===== Supplied entries =====
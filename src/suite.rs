//! Suite loading and batch execution.
//!
//! A suite manifest is a JSON document listing contexts in order. Harness
//! generation happens at load time: contexts without an explicit id get a
//! fresh unique one, which fixes their separator token and log file names.
//! Running a suite executes each context independently; each owns a disjoint
//! log-file pair, so there is no shared mutable state between contexts.

use crate::context::{Context, TestCase};
use crate::error::HarnessError;
use crate::runner::{ContextReport, ContextRunner};
use crate::submission::{CommandSubmission, SubmissionRegistry};
use crate::types::ContextId;
use crate::values::{JsonSerializer, Value};
use serde::Deserialize;
use std::path::Path;
use tracing::info;

/// How a context's submission is resolved at run time.
#[derive(Debug, Clone, PartialEq, Eq)]
pub enum SubmissionSpec {
    /// Resolve a function-style submission from the registry by name.
    Named(String),
    /// Entry-point context driven by the externally supplied program.
    ExternalCommand,
}

/// One context plus the way its submission is resolved.
#[derive(Debug, Clone)]
pub struct SuiteEntry {
    context: Context,
    submission: SubmissionSpec,
}

impl SuiteEntry {
    pub fn context(&self) -> &Context {
        &self.context
    }

    pub fn submission(&self) -> &SubmissionSpec {
        &self.submission
    }
}

/// Everything a suite run needs besides the suite itself.
pub struct RunOptions<'a> {
    /// Directory receiving every context's log-file pair.
    pub output_dir: &'a Path,
    /// Named function-style submissions.
    pub registry: &'a SubmissionRegistry,
    /// Program backing entry-point contexts that do not name a registered
    /// submission.
    pub command: Option<&'a Path>,
}

/// An ordered collection of contexts loaded from a manifest.
#[derive(Debug)]
pub struct Suite {
    entries: Vec<SuiteEntry>,
}

impl Suite {
    /// Load and validate a manifest file.
    pub fn from_manifest_file(path: &Path) -> Result<Self, HarnessError> {
        let text = std::fs::read_to_string(path).map_err(|source| HarnessError::ManifestRead {
            path: path.to_path_buf(),
            source,
        })?;
        Self::from_manifest_str(&text)
    }

    /// Parse and validate a manifest from its JSON text.
    pub fn from_manifest_str(text: &str) -> Result<Self, HarnessError> {
        let manifest: SuiteManifest = serde_json::from_str(text)?;
        let mut entries = Vec::with_capacity(manifest.contexts.len());
        for context in manifest.contexts {
            entries.push(context.into_entry()?);
        }
        Ok(Suite { entries })
    }

    pub fn entries(&self) -> &[SuiteEntry] {
        &self.entries
    }

    /// Run every context in order. Resource errors (log creation, channel
    /// writes) are fatal and stop the batch at the failing context.
    pub fn run_all(&self, options: &RunOptions<'_>) -> Result<Vec<ContextReport>, HarnessError> {
        info!(contexts = self.entries.len(), "running suite");
        self.entries
            .iter()
            .map(|entry| self.run_entry(entry, options))
            .collect()
    }

    /// Run exactly one context selected by id. Selecting an id the suite
    /// does not define is an error.
    pub fn run_context(
        &self,
        id: &str,
        options: &RunOptions<'_>,
    ) -> Result<ContextReport, HarnessError> {
        let entry = self
            .entries
            .iter()
            .find(|entry| entry.context.id().as_str() == id)
            .ok_or_else(|| HarnessError::UnknownContext(id.to_string()))?;
        self.run_entry(entry, options)
    }

    fn run_entry(
        &self,
        entry: &SuiteEntry,
        options: &RunOptions<'_>,
    ) -> Result<ContextReport, HarnessError> {
        let serializer = JsonSerializer;
        let runner = ContextRunner::open(entry.context.clone(), options.output_dir)?;
        match &entry.submission {
            SubmissionSpec::Named(name) => {
                let submission = options.registry.resolve(name)?;
                runner.run(submission.as_ref(), &serializer)
            }
            SubmissionSpec::ExternalCommand => {
                let program = options.command.ok_or_else(|| {
                    HarnessError::MissingSubmission(entry.context.id().to_string())
                })?;
                let submission = CommandSubmission::new(program);
                runner.run(&submission, &serializer)
            }
        }
    }
}

fn default_arguments() -> Vec<String> {
    vec!["solution".to_string()]
}

#[derive(Debug, Deserialize)]
struct SuiteManifest {
    #[serde(default)]
    contexts: Vec<ContextManifest>,
}

#[derive(Debug, Deserialize)]
#[serde(deny_unknown_fields)]
struct ContextManifest {
    #[serde(default)]
    id: Option<String>,
    #[serde(default)]
    submission: Option<String>,
    #[serde(default)]
    cases: Option<Vec<CaseManifest>>,
    #[serde(default)]
    entry_point: Option<EntryPointManifest>,
}

#[derive(Debug, Deserialize)]
#[serde(deny_unknown_fields)]
struct CaseManifest {
    input: Value,
    #[serde(default)]
    expected: Option<Value>,
}

#[derive(Debug, Deserialize)]
#[serde(deny_unknown_fields)]
struct EntryPointManifest {
    #[serde(default = "default_arguments")]
    arguments: Vec<String>,
}

impl ContextManifest {
    fn into_entry(self) -> Result<SuiteEntry, HarnessError> {
        let id = match self.id {
            Some(id) => ContextId::new(id)?,
            None => ContextId::generate(),
        };

        match (self.cases, self.entry_point) {
            (Some(_), Some(_)) => Err(HarnessError::InvalidManifest(format!(
                "context '{}' defines both cases and an entry point",
                id
            ))),
            (None, None) => Err(HarnessError::InvalidManifest(format!(
                "context '{}' defines neither cases nor an entry point",
                id
            ))),
            (Some(cases), None) => {
                let submission = self.submission.ok_or_else(|| {
                    HarnessError::InvalidManifest(format!(
                        "function-style context '{}' names no submission",
                        id
                    ))
                })?;
                let cases = cases
                    .into_iter()
                    .map(|case| TestCase {
                        input: case.input,
                        expected: case.expected,
                    })
                    .collect();
                Ok(SuiteEntry {
                    context: Context::function(id, cases),
                    submission: SubmissionSpec::Named(submission),
                })
            }
            (None, Some(entry_point)) => {
                let context = Context::entry_point(id, entry_point.arguments)?;
                let submission = match self.submission {
                    Some(name) => SubmissionSpec::Named(name),
                    None => SubmissionSpec::ExternalCommand,
                };
                Ok(SuiteEntry {
                    context,
                    submission,
                })
            }
        }
    }
}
=====
▶ [Task goal]:
Go through the entries above and reproduce each one exactly.

▶ [Problem solution]:
filename src/suite.rs
//! Suite loading and batch execution.
//!
//! A suite manifest is a JSON document listing contexts in order. Harness
//! generation happens at load time: contexts without an explicit id get a
//! fresh unique one, which fixes their separator token and log file names.
//! Running a suite executes each context independently; each owns a disjoint
//! log-file pair, so there is no shared mutable state between contexts.

use crate::context::{Context, TestCase};
use crate::error::HarnessError;
use crate::runner::{ContextReport, ContextRunner};
use crate::submission::{CommandSubmission, SubmissionRegistry};
use crate::types::ContextId;
use crate::values::{JsonSerializer, Value};
use serde::Deserialize;
use std::path::Path;
use tracing::info;

/// How a context's submission is resolved at run time.
#[derive(Debug, Clone, PartialEq, Eq)]
pub enum SubmissionSpec {
    /// Resolve a function-style submission from the registry by name.
    Named(String),
    /// Entry-point context driven by the externally supplied program.
    ExternalCommand,
}

/// One context plus the way its submission is resolved.
#[derive(Debug, Clone)]
pub struct SuiteEntry {
    context: Context,
    submission: SubmissionSpec,
}

impl SuiteEntry {
    pub fn context(&self) -> &Context {
        &self.context
    }

    pub fn submission(&self) -> &SubmissionSpec {
        &self.submission
    }
}

/// Everything a suite run needs besides the suite itself.
pub struct RunOptions<'a> {
    /// Directory receiving every context's log-file pair.
    pub output_dir: &'a Path,
    /// Named function-style submissions.
    pub registry: &'a SubmissionRegistry,
    /// Program backing entry-point contexts that do not name a registered
    /// submission.
    pub command: Option<&'a Path>,
}

/// An ordered collection of contexts loaded from a manifest.
#[derive(Debug)]
pub struct Suite {
    entries: Vec<SuiteEntry>,
}

impl Suite {
    /// Load and validate a manifest file.
    pub fn from_manifest_file(path: &Path) -> Result<Self, HarnessError> {
        let text = std::fs::read_to_string(path).map_err(|source| HarnessError::ManifestRead {
            path: path.to_path_buf(),
            source,
        })?;
        Self::from_manifest_str(&text)
    }

    /// Parse and validate a manifest from its JSON text.
    pub fn from_manifest_str(text: &str) -> Result<Self, HarnessError> {
        let manifest: SuiteManifest = serde_json::from_str(text)?;
        let mut entries = Vec::with_capacity(manifest.contexts.len());
        for context in manifest.contexts {
            entries.push(context.into_entry()?);
        }
        Ok(Suite { entries })
    }

    pub fn entries(&self) -> &[SuiteEntry] {
        &self.entries
    }

    /// Run every context in order. Resource errors (log creation, channel
    /// writes) are fatal and stop the batch at the failing context.
    pub fn run_all(&self, options: &RunOptions<'_>) -> Result<Vec<ContextReport>, HarnessError> {
        info!(contexts = self.entries.len(), "running suite");
        self.entries
            .iter()
            .map(|entry| self.run_entry(entry, options))
            .collect()
    }

    /// Run exactly one context selected by id. Selecting an id the suite
    /// does not define is an error.
    pub fn run_context(
        &self,
        id: &str,
        options: &RunOptions<'_>,
    ) -> Result<ContextReport, HarnessError> {
        let entry = self
            .entries
            .iter()
            .find(|entry| entry.context.id().as_str() == id)
            .ok_or_else(|| HarnessError::UnknownContext(id.to_string()))?;
        self.run_entry(entry, options)
    }

    fn run_entry(
        &self,
        entry: &SuiteEntry,
        options: &RunOptions<'_>,
    ) -> Result<ContextReport, HarnessError> {
        let serializer = JsonSerializer;
        let runner = ContextRunner::open(entry.context.clone(), options.output_dir)?;
        match &entry.submission {
            SubmissionSpec::Named(name) => {
                let submission = options.registry.resolve(name)?;
                runner.run(submission.as_ref(), &serializer)
            }
            SubmissionSpec::ExternalCommand => {
                let program = options.command.ok_or_else(|| {
                    HarnessError::MissingSubmission(entry.context.id().to_string())
                })?;
                let submission = CommandSubmission::new(program);
                runner.run(&submission, &serializer)
            }
        }
    }
}

fn default_arguments() -> Vec<String> {
    vec!["solution".to_string()]
}

#[derive(Debug, Deserialize)]
struct SuiteManifest {
    #[serde(default)]
    contexts: Vec<ContextManifest>,
}

#[derive(Debug, Deserialize)]
#[serde(deny_unknown_fields)]
struct ContextManifest {
    #[serde(default)]
    id: Option<String>,
    #[serde(default)]
    submission: Option<String>,
    #[serde(default)]
    cases: Option<Vec<CaseManifest>>,
    #[serde(default)]
    entry_point: Option<EntryPointManifest>,
}

#[derive(Debug, Deserialize)]
#[serde(deny_unknown_fields)]
struct CaseManifest {
    input: Value,
    #[serde(default)]
    expected: Option<Value>,
}

#[derive(Debug, Deserialize)]
#[serde(deny_unknown_fields)]
struct EntryPointManifest {
    #[serde(default = "default_arguments")]
    arguments: Vec<String>,
}

impl ContextManifest {
    fn into_entry(self) -> Result<SuiteEntry, HarnessError> {
        let id = match self.id {
            Some(id) => ContextId::new(id)?,
            None => ContextId::generate(),
        };

        match (self.cases, self.entry_point) {
            (Some(_), Some(_)) => Err(HarnessError::InvalidManifest(format!(
                "context '{}' defines both cases and an entry point",
                id
            ))),
            (None, None) => Err(HarnessError::InvalidManifest(format!(
                "context '{}' defines neither cases nor an entry point",
                id
            ))),
            (Some(cases), None) => {
                let submission = self.submission.ok_or_else(|| {
                    HarnessError::InvalidManifest(format!(
                        "function-style context '{}' names no submission",
                        id
                    ))
                })?;
                let cases = cases
                    .into_iter()
                    .map(|case| TestCase {
                        input: case.input,
                        expected: case.expected,
                    })
                    .collect();
                Ok(SuiteEntry {
                    context: Context::function(id, cases),
                    submission: SubmissionSpec::Named(submission),
                })
            }
            (None, Some(entry_point)) => {
                let context = Context::entry_point(id, entry_point.arguments)?;
                let submission = match self.submission {
                    Some(name) => SubmissionSpec::Named(name),
                    None => SubmissionSpec::ExternalCommand,
                };
                Ok(SuiteEntry {
                    context,
                    submission,
                })
            }
        }
    }
}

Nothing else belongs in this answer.